THE TASK → Up to and including the line containing "of the numeric", set down each line of the entries below exactly, starting from the first, and leave out the rest.

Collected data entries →

// File: crates/chart-pipeline/src/annotate.rs
// Summary: Stages that annotate updates with row totals and min/max envelopes.

use std::cell::Cell;
use std::rc::Rc;

use tracing::trace;

use crate::channel::Channel;
use crate::error::Result;
use crate::record::Record;
use crate::stage::{pass_through_stage, relay, DataStage};
use crate::update::DataUpdate;

/// Extent field under which `WithMinMaxOfRow` stores the shared value range.
pub const ROW_VALUE_FIELD: &str = "value";

/// Sum of the numeric `categories` in `row`.
pub fn row_total(row: &Record, categories: &[String]) -> f64 {
    categories.iter().map(|c| row.number_or_zero(c)).sum()
}

/// Adds a field holding the sum of all category fields in each row.
pub struct WithRowTotal {
    total_key: String,
    upstream: DataStage,
    channel: Channel<DataUpdate>,
}

impl WithRowTotal {
    pub fn new(total_key: impl Into<String>, upstream: DataStage) -> Rc<Self> {
        Rc::new_cyclic(|this| {
            relay(upstream.as_ref(), this, Self::on_upstream);
            Self { total_key: total_key.into(), upstream, channel: Channel::new() }
        })
    }

    pub fn total_key(&self) -> &str { &self.total_key }

    fn on_upstream(&self, update: &DataUpdate) -> Result<()> {
        let data = update
            .data
            .iter()
            .map(|row| {
                let mut row = row.clone();
                let total = row_total(&row, &update.categories);
                row.set(self.total_key.as_str(), total);
                row
            })
            .collect::<Vec<_>>();
        let next = DataUpdate {
            data: Rc::from(data),
            total_key: Some(self.total_key.clone()),
            ..update.clone()
        };
        self.channel.emit(&next)
    }
}

pass_through_stage!(WithRowTotal);

/// Records the earliest and latest key of the current data.
pub struct WithMinMaxKey {
    upstream: DataStage,
    channel: Channel<DataUpdate>,
}

impl WithMinMaxKey {
    pub fn new(upstream: DataStage) -> Rc<Self> {
        Rc::new_cyclic(|this| {
            relay(upstream.as_ref(), this, Self::on_upstream);
            Self { upstream, channel: Channel::new() }
        })
    }

    fn on_upstream(&self, update: &DataUpdate) -> Result<()> {
        let mut extent = update.extent_or_default();
        let keys = update.data.iter().map(|r| r.key);
        extent.key = keys.clone().min().zip(keys.max());
        self.channel.emit(&DataUpdate { extent: Some(extent), ..update.clone() })
    }
}

pass_through_stage!(WithMinMaxKey);

/// Min/max of one numeric field, with optional permanent clamps.
pub struct WithMinMax {
    field: String,
    clamp_min: Cell<Option<f64>>,
    clamp_max: Cell<Option<f64>>,
    upstream: DataStage,
    channel: Channel<DataUpdate>,
}

impl WithMinMax {
    pub fn new(field: impl Into<String>, upstream: DataStage) -> Rc<Self> {
        Rc::new_cyclic(|this| {
            relay(upstream.as_ref(), this, Self::on_upstream);
            Self {
                field: field.into(),
                clamp_min: Cell::new(None),
                clamp_max: Cell::new(None),
                upstream,
                channel: Channel::new(),
            }
        })
    }

    /// From now on report `value` as the minimum. Takes effect on the next update.
    pub fn clamp_min(&self, value: f64) -> &Self {
        self.clamp_min.set(Some(value));
        self
    }

    /// From now on report `value` as the maximum. Takes effect on the next update.
    pub fn clamp_max(&self, value: f64) -> &Self {
        self.clamp_max.set(Some(value));
        self
    }

    pub fn field(&self) -> &str { &self.field }

    fn on_upstream(&self, update: &DataUpdate) -> Result<()> {
        let (min, max) = numeric_extent(update.data.iter().filter_map(|r| r.number(&self.field)));
        let min = self.clamp_min.get().or(min);
        let max = self.clamp_max.get().or(max);
        trace!(field = %self.field, ?min, ?max, "min/max");
        let mut extent = update.extent_or_default();
        extent.set(&self.field, min, max);
        self.channel.emit(&DataUpdate { extent: Some(extent), ..update.clone() })
    }
}

pass_through_stage!(WithMinMax);

/// Clamp the minimum of `stage` to `value` and hand the stage back for chaining.
pub fn clamped_min(value: f64, stage: Rc<WithMinMax>) -> Rc<WithMinMax> {
    stage.clamp_min(value);
    stage
}

/// Min/max across every category field of every row, stored under [`ROW_VALUE_FIELD`].
pub struct WithMinMaxOfRow {
    upstream: DataStage,
    channel: Channel<DataUpdate>,
}

impl WithMinMaxOfRow {
    pub fn new(upstream: DataStage) -> Rc<Self> {
        Rc::new_cyclic(|this| {
            relay(upstream.as_ref(), this, Self::on_upstream);
            Self { upstream, channel: Channel::new() }
        })
    }

    fn on_upstream(&self, update: &DataUpdate) -> Result<()> {
        let values = update
            .data
            .iter()
            .flat_map(|row| update.categories.iter().filter_map(move |c| row.number(c)));
        let (min, max) = numeric_extent(values);
        let mut extent = update.extent_or_default();
        extent.set(ROW_VALUE_FIELD, min, max);
        self.channel.emit(&DataUpdate { extent: Some(extent), ..update.clone() })
    }
}

pass_through_stage!(WithMinMaxOfRow);

/// Min and max of `values`, ignoring NaN.
pub fn numeric_extent(values: impl Iterator<Item = f64>) -> (Option<f64>, Option<f64>) {
    values.filter(|v| !v.is_nan()).fold((None, None), |(lo, hi), v| {
        (Some(lo.map_or(v, |m: f64| m.min(v))), Some(hi.map_or(v, |m: f64| m.max(v))))
    })
}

OUTPUT OF THE TASK →
// File: crates/chart-pipeline/src/annotate.rs
// Summary: Stages that annotate updates with row totals and min/max envelopes.

use std::cell::Cell;
use std::rc::Rc;

use tracing::trace;

use crate::channel::Channel;
use crate::error::Result;
use crate::record::Record;
use crate::stage::{pass_through_stage, relay, DataStage};
use crate::update::DataUpdate;

/// Extent field under which `WithMinMaxOfRow` stores the shared value range.
pub const ROW_VALUE_FIELD: &str = "value";

/// Sum of the numeric `categories` in `row`.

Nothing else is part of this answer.